> The only way to permanently resolve these issues is to oust the people that are responsible for them, or defending those that are, from the Rust project entirely.
I mean, once again we have the "there are people who are bad" and no names. What do you expect to happen? I don't get it. If you have a problem with some people, please name them and explain the issue. This whole "we're resigning in protest, no, don't ask us why" thing has been going on for years and it's obviously not a good strategy.

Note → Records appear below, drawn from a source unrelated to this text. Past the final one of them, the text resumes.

//! Shared test utilities for the `git` module.

use std::collections::HashMap;
use std::sync::Mutex;

use super::runner::{ExternalToolError, GitRunner};

/// Git runner answering from a fixed table of command lines.
///
/// Commands are keyed by their space-joined arguments, e.g.
/// `"rev-parse origin/main"`. Every invocation is recorded in order so tests
/// can assert which stages of the pipeline actually ran. A command missing
/// from the table fails like a non-zero git exit.
pub(crate) struct ScriptedGitRunner {
    responses: HashMap<String, Result<String, String>>,
    calls: Mutex<Vec<String>>,
}

impl ScriptedGitRunner {
    /// Creates a runner with no scripted responses.
    pub(crate) fn new() -> Self {
        Self {
            responses: HashMap::new(),
            calls: Mutex::new(Vec::new()),
        }
    }

    /// Scripts a successful response for `command`.
    pub(crate) fn with(mut self, command: &str, stdout: &str) -> Self {
        self.responses
            .insert(command.to_string(), Ok(stdout.to_string()));
        self
    }

    /// Scripts a failing response for `command`.
    pub(crate) fn failing(mut self, command: &str, stderr: &str) -> Self {
        self.responses
            .insert(command.to_string(), Err(stderr.to_string()));
        self
    }

    /// Returns every command line run so far.
    pub(crate) fn calls(&self) -> Vec<String> {
        self.calls
            .lock()
            .map(|calls| calls.clone())
            .unwrap_or_default()
    }

    /// Returns whether any recorded command starts with `prefix`.
    pub(crate) fn ran(&self, prefix: &str) -> bool {
        self.calls().iter().any(|call| call.starts_with(prefix))
    }
}

impl GitRunner for ScriptedGitRunner {
    fn run(&self, args: &[&str]) -> Result<String, ExternalToolError> {
        let command = args.join(" ");
        if let Ok(mut calls) = self.calls.lock() {
            calls.push(command.clone());
        }

        match self.responses.get(&command) {
            Some(Ok(stdout)) => Ok(stdout.trim().to_string()),
            Some(Err(stderr)) => Err(ExternalToolError::Failed {
                command,
                status: "exit status: 128".to_string(),
                stderr: stderr.clone(),
            }),
            None => Err(ExternalToolError::Failed {
                command: command.clone(),
                status: "exit status: 1".to_string(),
                stderr: format!("unscripted command: git {command}"),
            }),
        }
    }
}
//! Materialization of commit history in a (possibly shallow) clone.

use anyhow::{Context, Result};
use tracing::info;

use super::runner::GitRunner;

/// Fetches only the tip of `base_ref` from `remote`.
///
/// Must run before the base revision is resolved so that
/// `<remote>/<base_ref>` exists locally.
pub fn fetch_shallow(runner: &dyn GitRunner, remote: &str, base_ref: &str) -> Result<()> {
    info!("Checking out {base_ref}...");
    runner
        .run(&["fetch", "--depth=1", remote, base_ref])
        .with_context(|| format!("Failed to fetch {base_ref} from {remote}"))?;
    Ok(())
}

/// Returns whether the clone is missing history.
pub fn is_shallow(runner: &dyn GitRunner) -> Result<bool> {
    let answer = runner
        .run(&["rev-parse", "--is-shallow-repository"])
        .context("Failed to determine whether the clone is shallow")?;
    Ok(answer == "true")
}

/// Converts a shallow clone into one with full history.
///
/// A clone that already has full history is left untouched, which keeps
/// repeated runs against the same clone working.
pub fn fetch_full(runner: &dyn GitRunner, remote: &str) -> Result<()> {
    info!("Getting commit list...");
    if !is_shallow(runner)? {
        info!("Clone already has full history, skipping unshallow fetch");
        return Ok(());
    }

    runner
        .run(&["fetch", "--unshallow", remote])
        .with_context(|| format!("Failed to fetch full history from {remote}"))?;
    Ok(())
}
//! Check command: runs the merge checks for a head commit.

use std::path::PathBuf;

use anyhow::{Context, Result};
use clap::Parser;
use tracing::info;

use crate::checks::MergeChecker;
use crate::data::check::{CheckResult, OutputFormat};
use crate::git::CommandRunner;
use crate::utils::Settings;

/// Check command options.
#[derive(Parser)]
pub struct CheckCommand {
    /// Commit hash of the branch tip under test.
    #[arg(value_name = "HEAD_HASH")]
    pub head_hash: String,

    /// Branch the candidate is merged into (e.g. main).
    #[arg(value_name = "BASE_REF")]
    pub base_ref: String,

    /// Remote to fetch the base branch from (defaults to settings, then origin).
    #[arg(long)]
    pub remote: Option<String>,

    /// Repository clone to check (defaults to the current directory).
    #[arg(long, value_name = "DIR")]
    pub repo: Option<PathBuf>,

    /// Output format: text (default), json, yaml.
    #[arg(long, default_value = "text")]
    pub format: String,
}

impl CheckCommand {
    /// Executes the check command and returns the process exit status.
    pub fn execute(self) -> Result<i32> {
        let output_format: OutputFormat = self.format.parse().unwrap_or_default();

        let settings = Settings::load()?;
        let remote = settings.resolve_remote(self.remote.as_deref());

        let runner = match &self.repo {
            Some(dir) => CommandRunner::in_dir(dir),
            None => CommandRunner::new(),
        };

        info!(
            "Checking {} against {remote}/{}",
            self.head_hash, self.base_ref
        );
        let result = MergeChecker::new(&runner, remote).run(&self.head_hash, &self.base_ref)?;

        println!("{}", render_result(&result, output_format)?);
        Ok(result.exit_code())
    }
}

/// Renders a check result in the requested format.
pub fn render_result(result: &CheckResult, format: OutputFormat) -> Result<String> {
    match format {
        OutputFormat::Text => Ok(result.to_string()),
        OutputFormat::Json => {
            serde_json::to_string_pretty(result).context("Failed to serialize result to JSON")
        }
        OutputFormat::Yaml => serde_yaml::to_string(result)
            .map(|yaml| yaml.trim_end().to_string())
            .context("Failed to serialize result to YAML"),
    }
}
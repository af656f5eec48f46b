//! # リポジトリ
//!
//! 永続化操作のトレイト定義と PostgreSQL 実装を提供する。
//!
//! ## 設計方針
//!
//! - トレイトで抽象化し、ハンドラ・ユースケースのテストではスタブ実装を注入する
//! - 行構造体（`XxxRow`）が SQL 結果を受け取り、`TryFrom` でドメイン型へ変換する

pub mod notification_repository;
pub mod token_repository;
pub mod user_repository;

pub use notification_repository::{NotificationRepository, PostgresNotificationRepository};
pub use token_repository::{AccessTokenRepository, PostgresAccessTokenRepository};
pub use user_repository::{PostgresUserRepository, UserRepository};
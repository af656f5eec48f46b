//! # HTTP リクエストハンドラ
//!
//! axum のルートに対応するハンドラ関数を定義する。
//!
//! ## 設計方針
//!
//! - 各ハンドラはサブモジュールに配置
//! - 親モジュール（この `handler.rs`）で re-export し、フラットな API を提供
//! - ハンドラは薄く保ち、ビジネスロジックはユースケースに委譲

pub mod health;
pub mod notification;
pub mod token;
pub mod user;

pub use health::{ReadinessState, health_check, readiness_check};
pub use notification::{NotificationState, get_notifications, read_notification};
pub use token::{TokenState, check_token};
pub use user::{
    UserState,
    create_user,
    delete_user,
    get_user,
    list_users,
    update_user,
    validate_user,
};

I agree, who are these people? What did they do? The author asks for them to be ousted but ironically offers no names or actions with which to confront them. I get that it's likely to prevent harassment, but understanding at least what was done is crucial to fixing said mistakes.
I guess? But it's not working lol you can't have "I want to exert pressure on these people" and also "I will not tell you who these people are". These two things are fundamentally at odds with one another.
I think he has given up on change so he's just moving on. I'd bet he has named the names elsewhere and repeatedly for some time before it came to this.
Well, I don't know what the point of this is then. The Github issue is obviously a resignation in protest and a call to action - they explicitly state that people need to be removed. And yet this call to action is impossible to pursue.
I am sure that some people know who's at fault. But this Github issue wasn't a private message to those people, it was a public one. This is a public call to action where the public has no information.
I always wonder who these "problematic individuals" are, through the Rust drama of the past few years, I always hear about these people but it never comes to light exactly who they are or what they've done, ironically enough.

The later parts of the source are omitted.